The goal of this reform is primarily to improve efficiency by shortening the duration of civil and criminal proceedings , to be pursued, among others, by recognising in full the jurisdictional nature of arbitration proceedings (including in a potential interim phase), and trying to have more disputes adjudicated through arbitration (thus lessening the pressure on Italy’s busy courts).
In this regard, Law No 206/2021 establishes directives (as the ones provided for under the above-described Article 1, para. 15) to be implemented by the Italian Government through more detailed legislative enactments amending and/or integrating the ICCP. These statutes shall be enacted within one year of the date of entry into force of Law No 206/2021 (i.e. 24 December 2021).
Next steps
It remains to be seen how, and in what form, the new legal principles will, in practice, be implemented by legislation.
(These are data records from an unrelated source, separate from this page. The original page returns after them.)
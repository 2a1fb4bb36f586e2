//! gridnode-api — request/response surface of a GridNode.
//!
//! Maps each request kind onto the model manager, object store, command
//! relay and node registry, and turns their results into status codes.
//!
//! # Routes
//!
//! | Method | Path | Description |
//! |---|---|---|
//! | GET | `/identity/` | Fixed banner identifying a grid node |
//! | GET | `/models/` | List durably stored model ids |
//! | POST | `/models/{model_id}` | Run inference on a stored model |
//! | POST | `/serve-model/` | Save a serialized model |
//! | POST | `/delete-model/` | Delete a model |
//! | GET | `/dataset-tags` | Union of tensor tags in the object store |
//! | POST | `/search` | Whether any tensor carries every queried tag |
//! | GET | `/peers` | Peers this node has connected to |
//! | GET | `/ws` | Event channel: `/set-grid-id`, `/connect-node`, `/cmd` |

pub mod events;
pub mod handlers;

#[cfg(test)]
mod testing;

use std::sync::Arc;

use axum::Router;
use axum::routing::{get, post};

use gridnode_cluster::{GrpcConnector, NodeRegistry, PeerConnector};
use gridnode_models::{InferenceEngine, ModelManager};
use gridnode_relay::CommandRelay;

/// Shared state for handlers.
pub struct ApiState<C: PeerConnector = GrpcConnector> {
    pub models: Arc<ModelManager>,
    pub relay: Arc<CommandRelay>,
    pub registry: Arc<NodeRegistry<C>>,
    pub inference: Arc<dyn InferenceEngine>,
}

impl<C: PeerConnector> Clone for ApiState<C> {
    fn clone(&self) -> Self {
        Self {
            models: Arc::clone(&self.models),
            relay: Arc::clone(&self.relay),
            registry: Arc::clone(&self.registry),
            inference: Arc::clone(&self.inference),
        }
    }
}

/// Build the complete router (HTTP routes + event channel).
pub fn build_router<C: PeerConnector + 'static>(state: ApiState<C>) -> Router {
    Router::new()
        .route("/identity/", get(handlers::identity))
        .route("/models/", get(handlers::list_models::<C>))
        .route("/models/{model_id}", post(handlers::model_inference::<C>))
        .route("/serve-model/", post(handlers::serve_model::<C>))
        .route("/delete-model/", post(handlers::delete_model::<C>))
        .route("/dataset-tags", get(handlers::dataset_tags::<C>))
        .route("/search", post(handlers::search_dataset_tags::<C>))
        .route("/peers", get(handlers::list_peers::<C>))
        .route("/ws", get(events::ws_handler::<C>))
        .with_state(state)
}
//! Node registry — this node's identity plus the peers it has dialed.

use std::collections::HashMap;
use std::sync::{Arc, PoisonError, RwLock};
use std::time::{SystemTime, UNIX_EPOCH};

use serde::Serialize;
use tokio::sync::{Mutex, OnceCell};
use tracing::{debug, info, warn};

use gridnode_core::PeerId;

use crate::connector::PeerConnector;
use crate::error::{RegistryError, RegistryResult};

/// Who this node is in the grid.
#[derive(Debug, Clone, PartialEq, Eq, Serialize)]
pub struct NodeIdentity {
    pub id: Option<String>,
    /// Client nodes only issue commands; server nodes accept them.
    pub is_client: bool,
}

impl Default for NodeIdentity {
    fn default() -> Self {
        Self {
            id: None,
            is_client: true,
        }
    }
}

/// Result of a connect request.
#[derive(Debug, Clone, Copy, PartialEq, Eq)]
pub enum ConnectOutcome {
    Connected,
    /// Peer id was already registered; nothing was dialed.
    AlreadyKnown,
}

/// Public view of a registered peer.
#[derive(Debug, Clone, PartialEq, Eq, Serialize)]
pub struct PeerSummary {
    pub id: PeerId,
    pub uri: String,
    /// Unix timestamp (seconds) of the successful connect.
    pub connected_at: u64,
}

struct Peer<T> {
    uri: String,
    /// Held so the peer channel stays open.
    _connection: T,
    connected_at: u64,
}

/// Slot for one peer id. Empty while the first dial is in flight.
type PeerSlot<T> = Arc<OnceCell<Peer<T>>>;

/// Tracks peers by id and dials each at most once.
pub struct NodeRegistry<C: PeerConnector> {
    connector: C,
    /// Locked only to look up or drop a slot, never across a dial.
    peers: Mutex<HashMap<PeerId, PeerSlot<C::Connection>>>,
    identity: RwLock<NodeIdentity>,
}

impl<C: PeerConnector> NodeRegistry<C> {
    pub fn new(connector: C) -> Self {
        Self {
            connector,
            peers: Mutex::new(HashMap::new()),
            identity: RwLock::new(NodeIdentity::default()),
        }
    }

    /// Assign this node's grid id and switch it to the server role.
    ///
    /// Later calls overwrite the id.
    pub fn set_node_id(&self, id: &str) {
        let mut identity = self.identity.write().unwrap_or_else(PoisonError::into_inner);
        if let Some(previous) = identity.id.as_deref().filter(|p| *p != id) {
            debug!(%previous, %id, "node id overwritten");
        }
        identity.id = Some(id.to_string());
        identity.is_client = false;
        info!(%id, "node identity set");
    }

    pub fn identity(&self) -> NodeIdentity {
        self.identity
            .read()
            .unwrap_or_else(PoisonError::into_inner)
            .clone()
    }

    /// Connect to `uri` and register it as `peer_id`, unless already known.
    ///
    /// Concurrent calls for one id share a single dial; calls for other ids
    /// proceed independently.
    pub async fn connect_node(&self, peer_id: &str, uri: &str) -> RegistryResult<ConnectOutcome> {
        let slot = {
            let mut peers = self.peers.lock().await;
            Arc::clone(peers.entry(peer_id.to_string()).or_default())
        };
        if slot.initialized() {
            debug!(%peer_id, "peer already known; not dialing");
            return Ok(ConnectOutcome::AlreadyKnown);
        }

        let mut dialed = false;
        let dialed_here = &mut dialed;
        let result = slot
            .get_or_try_init(move || async move {
                *dialed_here = true;
                let connection = self.connector.connect(uri).await?;
                Ok::<_, String>(Peer {
                    uri: uri.to_string(),
                    _connection: connection,
                    connected_at: epoch_secs(),
                })
            })
            .await;

        match result {
            Ok(_) if dialed => {
                // A failed dial sharing this slot may have dropped it meanwhile.
                self.peers
                    .lock()
                    .await
                    .entry(peer_id.to_string())
                    .or_insert_with(|| Arc::clone(&slot));
                info!(%peer_id, %uri, "peer connected");
                Ok(ConnectOutcome::Connected)
            }
            Ok(_) => Ok(ConnectOutcome::AlreadyKnown),
            Err(reason) => {
                warn!(%peer_id, %uri, %reason, "peer connection failed");
                self.drop_empty_slot(peer_id, &slot).await;
                Err(RegistryError::Connection {
                    peer: peer_id.to_string(),
                    uri: uri.to_string(),
                    reason,
                })
            }
        }
    }

    async fn drop_empty_slot(&self, peer_id: &str, slot: &PeerSlot<C::Connection>) {
        let mut peers = self.peers.lock().await;
        let stale = peers
            .get(peer_id)
            .is_some_and(|s| Arc::ptr_eq(s, slot) && !s.initialized());
        if stale {
            peers.remove(peer_id);
        }
    }

    /// Registered peers sorted by id. Dials still in flight are not listed.
    pub async fn peers(&self) -> Vec<PeerSummary> {
        let peers = self.peers.lock().await;
        let mut summaries: Vec<PeerSummary> = peers
            .iter()
            .filter_map(|(id, slot)| {
                slot.get().map(|p| PeerSummary {
                    id: id.clone(),
                    uri: p.uri.clone(),
                    connected_at: p.connected_at,
                })
            })
            .collect();
        summaries.sort_by(|a, b| a.id.cmp(&b.id));
        summaries
    }
}

fn epoch_secs() -> u64 {
    SystemTime::now()
        .duration_since(UNIX_EPOCH)
        .unwrap_or_default()
        .as_secs()
}
pub mod codec;
pub mod config;
pub mod transport;
pub mod types;

pub use codec::{CodecError, JsonCodec, ObjectCodec};
pub use config::NodeConfig;
pub use types::*;
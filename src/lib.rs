//! # Policy-Gate
//!
//! Bidirectional policy rule transformation and validation for onchain
//! operation gating.
//!
//! This crate maps a user-facing policy grammar — rules that accept or
//! reject blockchain operations such as sending a transaction, signing a
//! hash, or signing EIP-712 typed data — to and from the wire format
//! consumed by a remote authorization service, and back, losslessly.
//!
//! ## Features
//!
//! - **Validated construction**: no criterion instance exists in an
//!   invalid state; address formats, numeric encodings, and cardinality
//!   limits are checked before anything reaches the wire
//! - **Typed discriminants**: operations and criterion types are tagged
//!   unions, so dispatch is exhaustive and unknown tags fail as values,
//!   not as parse errors
//! - **Symmetric transformers**: `from_wire(to_wire(rules)) == rules` for
//!   every valid rule
//!
//! ## Quick Start
//!
//! ```rust
//! use policy_gate::{
//!     from_wire, to_wire, Action, Criterion, EthValueCriterion, Operation, Rule,
//!     ValueOperator,
//! };
//!
//! let criterion = Criterion::EthValue(
//!     EthValueCriterion::new("1000000000000000000", ValueOperator::GreaterThan).unwrap(),
//! );
//! let rule = Rule::new(Action::Reject, Operation::SendEvmTransaction, vec![criterion]).unwrap();
//!
//! let wire = to_wire(std::slice::from_ref(&rule)).unwrap();
//! let back = from_wire(&wire).unwrap();
//! assert_eq!(back, vec![rule]);
//! ```
//!
//! ## Concurrency
//!
//! The engine is purely computational: no I/O, no shared state. Both
//! transformers are reentrant and may be called from any number of threads
//! on independent inputs.

// Module declarations
pub mod error;
pub mod policy;
pub mod transform;
pub mod validation;
pub mod wire;

// Re-export core functionality
pub use transform::{from_wire, to_wire};

// Re-export types
pub use error::{PolicyError, Result};
pub use policy::{
    Abi, Action, CreatePolicyOptions, Criterion, EthValueCriterion, EvmAddressCriterion,
    EvmDataCondition, EvmDataConditionParam, EvmDataCriterion, EvmDataParameterCondition,
    EvmDataParameterConditionList, EvmMessageCriterion, EvmNetworkCriterion,
    EvmTypedAddressCondition, EvmTypedDataCondition, EvmTypedNumericalCondition,
    EvmTypedStringCondition, KnownAbiType, ListPoliciesResult, MembershipOperator, Network,
    Operation, OrderedOperator, Policy, PolicyScope, Rule, SignEvmTypedDataFieldCriterion,
    SignEvmTypedDataVerifyingContractCriterion, SolAddressCriterion, TypedDataFieldDef,
    TypedDataTypes, UpdatePolicyOptions, ValueOperator,
};
pub use wire::{WireCriterion, WireRule};

/// Library version
pub const VERSION: &str = env!("CARGO_PKG_VERSION");

#[cfg(test)]
mod integration_tests {
    use super::*;

    #[test]
    fn test_full_flow() {
        let criteria = vec![
            Criterion::EthValue(
                EthValueCriterion::new("1000000000000000000", ValueOperator::GreaterThan).unwrap(),
            ),
            Criterion::EvmNetwork(EvmNetworkCriterion {
                networks: vec![Network::Base, Network::BaseSepolia],
                operator: MembershipOperator::In,
            }),
        ];
        let rules = vec![
            Rule::new(Action::Reject, Operation::SendEvmTransaction, criteria).unwrap(),
            Rule::new(Action::Accept, Operation::SignEvmHash, Vec::new()).unwrap(),
        ];

        let wire = to_wire(&rules).unwrap();
        assert_eq!(wire.len(), 2);
        assert_eq!(wire[0].operation, "sendEvmTransaction");
        assert!(wire[1].criteria.is_none());

        let back = from_wire(&wire).unwrap();
        assert_eq!(back, rules);
    }

    #[test]
    fn test_policy_container_round_trip() {
        let rule = Rule::new(Action::Accept, Operation::SignEvmHash, Vec::new()).unwrap();
        let policy = Policy {
            id: "9f32c1aa".to_owned(),
            description: None,
            scope: PolicyScope::Project,
            rules: vec![rule],
            created_at: "2025-03-01T10:00:00Z".to_owned(),
            updated_at: "2025-03-01T10:00:00Z".to_owned(),
        };

        let json = serde_json::to_string(&policy).unwrap();
        let back: Policy = serde_json::from_str(&json).unwrap();
        assert_eq!(back, policy);
    }
}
For instance, particular areas of interest will include, amongst others:(i) whether relevant provisions in the rules of arbitration institutions will qualify as “express” consent to interim measures;(ii) the exequatur mechanism applicable to interim measures issued by arbitral tribunals;(iii) the relationship (e.g. exclusive or concurrent?) between emergency arbitrators’ powers and Italian courts’ interim relief jurisdiction prior to the arbitrators’ acceptance;(iv) which courts will have jurisdiction over issues related to the interim measures; and (v) whether interim measures granted by an arbitral tribunal may be binding on persons who are not parties to the arbitration proceedings.
In any case, whatever its precise shape, this reform will unquestionably bridge a current gap which exists between Italy and other more arbitration-friendly jurisdictions, thereby increasing Italy’s attractiveness as a seat.